**WHAT YOU NEED TO DO**
Write out the entries below exactly, from the first line to the one with "the sample pattern.", both ends included.

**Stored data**

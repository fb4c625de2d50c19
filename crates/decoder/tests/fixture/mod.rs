//! Builds small, valid H.264 annex-B streams in memory.
//!
//! Every picture is a baseline-profile IDR whose macroblocks are all I_PCM,
//! so decoded samples equal the bytes written here and no encoder is needed.
//! SPS and PPS precede every picture.

const START_CODE: [u8; 4] = [0, 0, 0, 1];

const NAL_SPS: u8 = 0x67;
const NAL_PPS: u8 = 0x68;
const NAL_IDR: u8 = 0x65;

/// `mb_type` value for I_PCM in an I slice.
const MB_I_PCM: u32 = 25;
/// First `mb_type` value past the I-slice table.
const MB_INVALID: u32 = 40;

/// One picture of the generated stream.
#[derive(Copy, Clone, Debug)]
pub struct PictureSpec {
    pub width: u32,
    pub height: u32,
    /// Selects the sample pattern.
    pub seed: u8,
    /// Replace the macroblock data with an out-of-range `mb_type`.
    pub corrupt: bool,
}

impl PictureSpec {
    pub fn new(width: u32, height: u32, seed: u8) -> Self {
        Self {
            width,
            height,
            seed,
            corrupt: false,
        }
    }

    pub fn corrupted(self) -> Self {
        Self {
            corrupt: true,
            ..self
        }
    }
}

/// Annex-B stream for `pictures`, in order.
pub fn stream(pictures: &[PictureSpec]) -> Vec<u8> {
    let mut out = Vec::new();
    for (index, picture) in pictures.iter().enumerate() {
        let (mbs_wide, mbs_high) = (picture.width / 16, picture.height / 16);
        assert!(mbs_wide > 0 && mbs_high > 0, "dimensions must be multiples of 16");
        nal(&mut out, NAL_SPS, &sps(mbs_wide, mbs_high));
        nal(&mut out, NAL_PPS, &pps());
        nal(&mut out, NAL_IDR, &idr_slice(picture, index as u32, mbs_wide * mbs_high));
    }
    out
}

/// Luma sample at `(x, y)` of a picture seeded with `seed`. Never zero.
pub fn luma(seed: u8, x: u32, y: u32) -> u8 {
    16 + ((u32::from(seed) * 37 + x * 3 + y * 5) % 200) as u8
}

fn sps(mbs_wide: u32, mbs_high: u32) -> Vec<u8> {
    let mut w = BitWriter::default();
    w.bits(66, 8); // profile_idc: baseline
    w.bits(0, 8); // constraint flags
    w.bits(30, 8); // level_idc
    w.ue(0); // seq_parameter_set_id
    w.ue(0); // log2_max_frame_num_minus4
    w.ue(2); // pic_order_cnt_type
    w.ue(1); // max_num_ref_frames
    w.bit(false); // gaps_in_frame_num_value_allowed_flag
    w.ue(mbs_wide - 1);
    w.ue(mbs_high - 1);
    w.bit(true); // frame_mbs_only_flag
    w.bit(true); // direct_8x8_inference_flag
    w.bit(false); // frame_cropping_flag
    w.bit(true); // vui_parameters_present_flag

    // VUI: nothing but bitstream restrictions, declaring no reordering.
    for _ in 0..8 {
        w.bit(false);
    }
    w.bit(true); // bitstream_restriction_flag
    w.bit(true); // motion_vectors_over_pic_boundaries_flag
    w.ue(0); // max_bytes_per_pic_denom
    w.ue(0); // max_bits_per_mb_denom
    w.ue(16); // log2_max_mv_length_horizontal
    w.ue(16); // log2_max_mv_length_vertical
    w.ue(0); // max_num_reorder_frames
    w.ue(1); // max_dec_frame_buffering
    w.finish()
}

fn pps() -> Vec<u8> {
    let mut w = BitWriter::default();
    w.ue(0); // pic_parameter_set_id
    w.ue(0); // seq_parameter_set_id
    w.bit(false); // entropy_coding_mode_flag: CAVLC
    w.bit(false); // bottom_field_pic_order_in_frame_present_flag
    w.ue(0); // num_slice_groups_minus1
    w.ue(0); // num_ref_idx_l0_default_active_minus1
    w.ue(0); // num_ref_idx_l1_default_active_minus1
    w.bit(false); // weighted_pred_flag
    w.bits(0, 2); // weighted_bipred_idc
    w.se(0); // pic_init_qp_minus26
    w.se(0); // pic_init_qs_minus26
    w.se(0); // chroma_qp_index_offset
    w.bit(true); // deblocking_filter_control_present_flag
    w.bit(false); // constrained_intra_pred_flag
    w.bit(false); // redundant_pic_cnt_present_flag
    w.finish()
}

fn idr_slice(picture: &PictureSpec, index: u32, macroblocks: u32) -> Vec<u8> {
    let mut w = BitWriter::default();
    w.ue(0); // first_mb_in_slice
    w.ue(7); // slice_type: I, whole picture
    w.ue(0); // pic_parameter_set_id
    w.bits(0, 4); // frame_num
    w.ue(index % 2); // idr_pic_id, differs between neighbours
    w.bit(false); // no_output_of_prior_pics_flag
    w.bit(false); // long_term_reference_flag
    w.se(0); // slice_qp_delta
    w.ue(1); // disable_deblocking_filter_idc

    if picture.corrupt {
        w.ue(MB_INVALID);
        return w.finish();
    }

    let mbs_wide = picture.width / 16;
    for mb in 0..macroblocks {
        let (mb_x, mb_y) = ((mb % mbs_wide) * 16, (mb / mbs_wide) * 16);
        w.ue(MB_I_PCM);
        w.align();
        for y in 0..16 {
            for x in 0..16 {
                w.bits(luma(picture.seed, mb_x + x, mb_y + y).into(), 8);
            }
        }
        for plane in [96u32, 160] {
            for i in 0..64 {
                w.bits(plane + (u32::from(picture.seed) + i) % 16, 8);
            }
        }
    }
    w.finish()
}

/// Start code, header byte and the RBSP with emulation prevention applied.
fn nal(out: &mut Vec<u8>, header: u8, rbsp: &[u8]) {
    out.extend_from_slice(&START_CODE);
    out.push(header);

    let mut zeros = 0;
    for &byte in rbsp {
        if zeros >= 2 && byte <= 3 {
            out.push(3);
            zeros = 0;
        }
        out.push(byte);
        zeros = if byte == 0 { zeros + 1 } else { 0 };
    }
}

#[derive(Default)]
struct BitWriter {
    bytes: Vec<u8>,
    current: u8,
    used: u32,
}

impl BitWriter {
    fn bit(&mut self, set: bool) {
        self.current = (self.current << 1) | u8::from(set);
        self.used += 1;
        if self.used == 8 {
            self.bytes.push(self.current);
            self.current = 0;
            self.used = 0;
        }
    }

    fn bits(&mut self, value: u32, count: u32) {
        for shift in (0..count).rev() {
            self.bit((value >> shift) & 1 == 1);
        }
    }

    /// Unsigned Exp-Golomb.
    fn ue(&mut self, value: u32) {
        let coded = value + 1;
        let len = 32 - coded.leading_zeros();
        self.bits(0, len - 1);
        self.bits(coded, len);
    }

    /// Signed Exp-Golomb.
    fn se(&mut self, value: i32) {
        let mapped = if value > 0 {
            2 * value - 1
        } else {
            -2 * value
        };
        self.ue(mapped as u32);
    }

    fn align(&mut self) {
        while self.used != 0 {
            self.bit(false);
        }
    }

    /// Append rbsp_trailing_bits and return the bytes.
    fn finish(mut self) -> Vec<u8> {
        self.bit(true);
        self.align();
        self.bytes
    }
}
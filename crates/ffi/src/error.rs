use mc_common::CodecError;

#[derive(Debug, thiserror::Error, Clone)]
pub enum Error {
    #[error("panic")]
    Panic,

    #[error("invalid pointer")]
    InvalidPointer,

    #[error("invalid utf-8: {0}")]
    InvalidUtf8(#[from] std::str::Utf8Error),

    #[error("invalid code")]
    InvalidCode,

    #[error("incomplete host lock")]
    InvalidHostLock,

    #[error("buffer too small: need {needed}, got {capacity}")]
    BufferTooSmall { needed: usize, capacity: usize },

    #[error(transparent)]
    Codec(#[from] CodecError),
}

impl Error {
    /// Negative status code reported across the C boundary.
    ///
    /// Codec errors from opening a handle fall in `-10..=-19`; codec errors
    /// from a decode call on an open handle fall at `-20` and below.
    pub fn code(&self) -> i32 {
        match self {
            Self::Panic => -1,
            Self::InvalidPointer => -2,
            Self::InvalidUtf8(_) => -3,
            Self::InvalidCode => -4,
            Self::InvalidHostLock => -5,
            Self::BufferTooSmall { .. } => -6,
            Self::Codec(error) if error.is_construction() => match error {
                CodecError::InvalidConfig(_) => -10,
                _ => -11,
            },
            Self::Codec(error) => match error {
                CodecError::Decode { .. } => -20,
                CodecError::Convert { .. } => -21,
                _ => -22,
            },
        }
    }
}
//! The per-call decode loop.
//!
//! Each call walks the chunk with a [`BitstreamCursor`], asking the parser
//! for the next unit and handing complete units to the decoder. Pictures are
//! converted immediately, while the decoder still owns their planes.
//!
//! Error policy for one step, decided by the decode result and the bytes
//! the parser consumed in that same step:
//!
//! | decode    | consumed | outcome                                      |
//! |-----------|----------|----------------------------------------------|
//! | ok        | any      | keep frames, advance (possibly by zero)      |
//! | none      | > 0      | advance                                      |
//! | none      | 0        | stop and retain the tail                     |
//! | failed    | > 0      | skip the unit, advance                       |
//! | failed    | 0        | fatal for the call: [`DecodeFailure`]        |
//!
//! A parser may emit a unit without consuming input when the boundary that
//! ends it arrived in an earlier call. That is progress, so the same bytes
//! are offered again, up to a small bound on consecutive such units.

use std::borrow::Cow;
use std::mem;

use thiserror::Error;
use tracing::{debug, info, trace, warn};

use mc_common::{CodecError, HostLock, NoHostLock, Result, VideoConfig};

use crate::convert::{ConvertedFrame, FrameConverter, PixelFormatConverter};
use crate::cursor::BitstreamCursor;
use crate::decoder::{H264Decoder, PictureDecoder};
use crate::native_log::configure_native_logging;
use crate::parser::{BitstreamParser, H264Parser, ParseStep};

/// Units a parser may emit in a row without consuming input before the
/// loop treats it as stalled.
const MAX_IDLE_UNITS: usize = 8;

/// A call ended on an unrecoverable step.
///
/// `frames` holds everything converted earlier in the same call; nothing
/// from the failing step is included.
#[derive(Error, Debug)]
#[error("{error} after {} frame(s)", .frames.len())]
pub struct DecodeFailure {
    pub frames: Vec<ConvertedFrame>,
    #[source]
    pub error: CodecError,
}

/// Running counters for one session.
#[derive(Copy, Clone, Debug, Default, PartialEq, Eq)]
pub struct SessionStats {
    /// Decode calls made.
    pub chunks: u64,
    /// Bytes the parser has taken.
    pub bytes_consumed: u64,
    /// Complete units handed to the decoder.
    pub packets: u64,
    /// Frames returned to the caller.
    pub frames: u64,
    /// Units dropped after a decode or conversion failure.
    pub skipped_packets: u64,
}

/// What one parse/decode/convert step produced.
struct StepOutcome {
    consumed: usize,
    decoded: Option<Result<Vec<ConvertedFrame>>>,
}

/// One video stream: a persistent parser/decoder pair and a converter.
#[derive(Debug)]
pub struct DecodeSession<P = H264Parser, D = H264Decoder, C = PixelFormatConverter> {
    parser: P,
    decoder: D,
    converter: C,
    /// Tail of the previous chunk the parser made no progress on.
    retained: Vec<u8>,
    max_retained_bytes: usize,
    stats: SessionStats,
}

impl DecodeSession {
    /// Open an H.264 session backed by FFmpeg.
    ///
    /// Sets the process-wide native log level as a side effect.
    pub fn new(config: &VideoConfig) -> Result<Self> {
        configure_native_logging(config.suppress_native_logs);

        let parser = H264Parser::new()?;
        let decoder = H264Decoder::new()?;
        let converter = PixelFormatConverter::new(config.output_format);

        info!(
            output_format = %config.output_format,
            suppress_native_logs = config.suppress_native_logs,
            max_retained_bytes = config.max_retained_bytes,
            "Opened video decode session"
        );

        Ok(Self::with_components(
            parser,
            decoder,
            converter,
            config.max_retained_bytes,
        ))
    }
}

impl<P, D, C> DecodeSession<P, D, C>
where
    P: BitstreamParser,
    D: PictureDecoder,
    C: FrameConverter,
{
    pub fn with_components(parser: P, decoder: D, converter: C, max_retained_bytes: usize) -> Self {
        Self {
            parser,
            decoder,
            converter,
            retained: Vec::new(),
            max_retained_bytes,
            stats: SessionStats::default(),
        }
    }

    /// Decode one chunk of the stream.
    pub fn decode(
        &mut self,
        chunk: &[u8],
    ) -> std::result::Result<Vec<ConvertedFrame>, DecodeFailure> {
        self.decode_with(chunk, &mut NoHostLock)
    }

    /// Decode one chunk, releasing `host` around every native step.
    pub fn decode_with<H: HostLock>(
        &mut self,
        chunk: &[u8],
        host: &mut H,
    ) -> std::result::Result<Vec<ConvertedFrame>, DecodeFailure> {
        self.stats.chunks += 1;
        self.run(chunk, host)
    }

    /// Release everything still in flight at end of stream.
    pub fn flush(&mut self) -> Vec<ConvertedFrame> {
        self.flush_with(&mut NoHostLock)
    }

    /// End-of-stream drain: retained bytes, the parser's buffered unit,
    /// then pictures held back by the decoder.
    ///
    /// Failures here only lose the affected unit; the session stays usable.
    pub fn flush_with<H: HostLock>(&mut self, host: &mut H) -> Vec<ConvertedFrame> {
        let mut frames = match self.run(&[], host) {
            Ok(frames) => frames,
            Err(failure) => {
                warn!(error = %failure.error, "Dropping retained bytes during flush");
                failure.frames
            }
        };
        self.retained.clear();

        let Self {
            parser,
            decoder,
            converter,
            stats,
            ..
        } = self;

        let tail = host.unlocked(|| {
            let ParseStep { packet, .. } = parser.finish();
            packet.map(|packet| decode_packet(decoder, converter, packet))
        });
        if let Some(decoded) = tail {
            stats.packets += 1;
            collect(decoded, stats, &mut frames, "flush");
        }

        let drained = host.unlocked(|| drain_pictures(decoder, converter));
        collect(drained, stats, &mut frames, "drain");

        debug!(frames = frames.len(), "Flushed decode session");
        frames
    }

    /// Bytes carried over to the next call.
    pub fn retained_len(&self) -> usize {
        self.retained.len()
    }

    pub fn stats(&self) -> SessionStats {
        self.stats
    }

    pub fn converter(&self) -> &C {
        &self.converter
    }

    fn run<H: HostLock>(
        &mut self,
        chunk: &[u8],
        host: &mut H,
    ) -> std::result::Result<Vec<ConvertedFrame>, DecodeFailure> {
        let input: Cow<'_, [u8]> = if self.retained.is_empty() {
            Cow::Borrowed(chunk)
        } else {
            let mut joined = mem::take(&mut self.retained);
            joined.extend_from_slice(chunk);
            Cow::Owned(joined)
        };

        let mut cursor = BitstreamCursor::new(&input);
        let mut frames = Vec::new();
        let mut idle_units = 0;

        while !cursor.is_exhausted() {
            let remaining = cursor.remaining();
            let parser = &mut self.parser;
            let decoder = &mut self.decoder;
            let converter = &mut self.converter;

            let StepOutcome { consumed, decoded } =
                host.unlocked(|| step(parser, decoder, converter, remaining));

            trace!(
                offset = cursor.consumed(),
                consumed,
                packet = decoded.is_some(),
                "Parse step"
            );

            let emitted = decoded.is_some();
            idle_units = if consumed == 0 && emitted { idle_units + 1 } else { 0 };

            match decoded {
                Some(Ok(step_frames)) => {
                    self.stats.packets += 1;
                    self.stats.frames += step_frames.len() as u64;
                    frames.extend(step_frames);
                }
                Some(Err(error)) if consumed == 0 => {
                    self.stats.packets += 1;
                    return Err(DecodeFailure { frames, error });
                }
                Some(Err(error)) => {
                    self.stats.packets += 1;
                    self.stats.skipped_packets += 1;
                    debug!(%error, consumed, "Skipping undecodable packet");
                }
                None => {}
            }

            if consumed == 0 && (!emitted || idle_units >= MAX_IDLE_UNITS) {
                let tail = cursor.remaining();
                debug!(remaining = tail.len(), "No packet boundary in remaining bytes");
                self.retain(tail, chunk.len());
                break;
            }

            let advanced = cursor.advance(consumed);
            self.stats.bytes_consumed += advanced as u64;
        }

        Ok(frames)
    }

    /// Keep `tail` for the next call.
    ///
    /// Bytes from the current chunk are always kept. The bound only evicts
    /// bytes already carried over from earlier calls, oldest first.
    fn retain(&mut self, tail: &[u8], chunk_len: usize) {
        let fresh = tail.len().min(chunk_len);
        let keep = tail.len().min(self.max_retained_bytes.max(fresh));
        let dropped = tail.len() - keep;
        if dropped > 0 {
            warn!(
                dropped,
                kept = keep,
                limit = self.max_retained_bytes,
                "Carried-over bytes over limit, discarding oldest"
            );
        }
        self.retained = tail[dropped..].to_vec();
    }
}

/// Parse once and, when a unit is ready, decode and convert it.
fn step<P, D, C>(parser: &mut P, decoder: &mut D, converter: &mut C, input: &[u8]) -> StepOutcome
where
    P: BitstreamParser,
    D: PictureDecoder,
    C: FrameConverter,
{
    let ParseStep { consumed, packet } = parser.parse(input);
    let decoded = packet.map(|packet| decode_packet(decoder, converter, packet));
    StepOutcome { consumed, decoded }
}

fn decode_packet<D, C>(decoder: &mut D, converter: &mut C, packet: &[u8]) -> Result<Vec<ConvertedFrame>>
where
    D: PictureDecoder,
    C: FrameConverter,
{
    let mut frames = Vec::new();
    decoder.decode(packet, &mut |picture| {
        frames.push(converter.convert(picture)?);
        Ok(())
    })?;
    Ok(frames)
}

fn drain_pictures<D, C>(decoder: &mut D, converter: &mut C) -> Result<Vec<ConvertedFrame>>
where
    D: PictureDecoder,
    C: FrameConverter,
{
    let mut frames = Vec::new();
    decoder.drain(&mut |picture| {
        frames.push(converter.convert(picture)?);
        Ok(())
    })?;
    Ok(frames)
}

fn collect(
    decoded: Result<Vec<ConvertedFrame>>,
    stats: &mut SessionStats,
    frames: &mut Vec<ConvertedFrame>,
    stage: &'static str,
) {
    match decoded {
        Ok(more) => {
            stats.frames += more.len() as u64;
            frames.extend(more);
        }
        Err(error) => {
            stats.skipped_packets += 1;
            debug!(%error, stage, "Skipping undecodable tail");
        }
    }
}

**SOLUTION FOR THIS PROBLEM**
repository fb4c625de2d50c19
filename crates/decoder/tests/fixture/mod.rs
//! Builds small, valid H.264 annex-B streams in memory.
//!
//! Every picture is a baseline-profile IDR whose macroblocks are all I_PCM,
//! so decoded samples equal the bytes written here and no encoder is needed.
//! SPS and PPS precede every picture.

const START_CODE: [u8; 4] = [0, 0, 0, 1];

const NAL_SPS: u8 = 0x67;
const NAL_PPS: u8 = 0x68;
const NAL_IDR: u8 = 0x65;

/// `mb_type` value for I_PCM in an I slice.
const MB_I_PCM: u32 = 25;
/// First `mb_type` value past the I-slice table.
const MB_INVALID: u32 = 40;

/// One picture of the generated stream.
#[derive(Copy, Clone, Debug)]
pub struct PictureSpec {
    pub width: u32,
    pub height: u32,
    /// Selects the sample pattern.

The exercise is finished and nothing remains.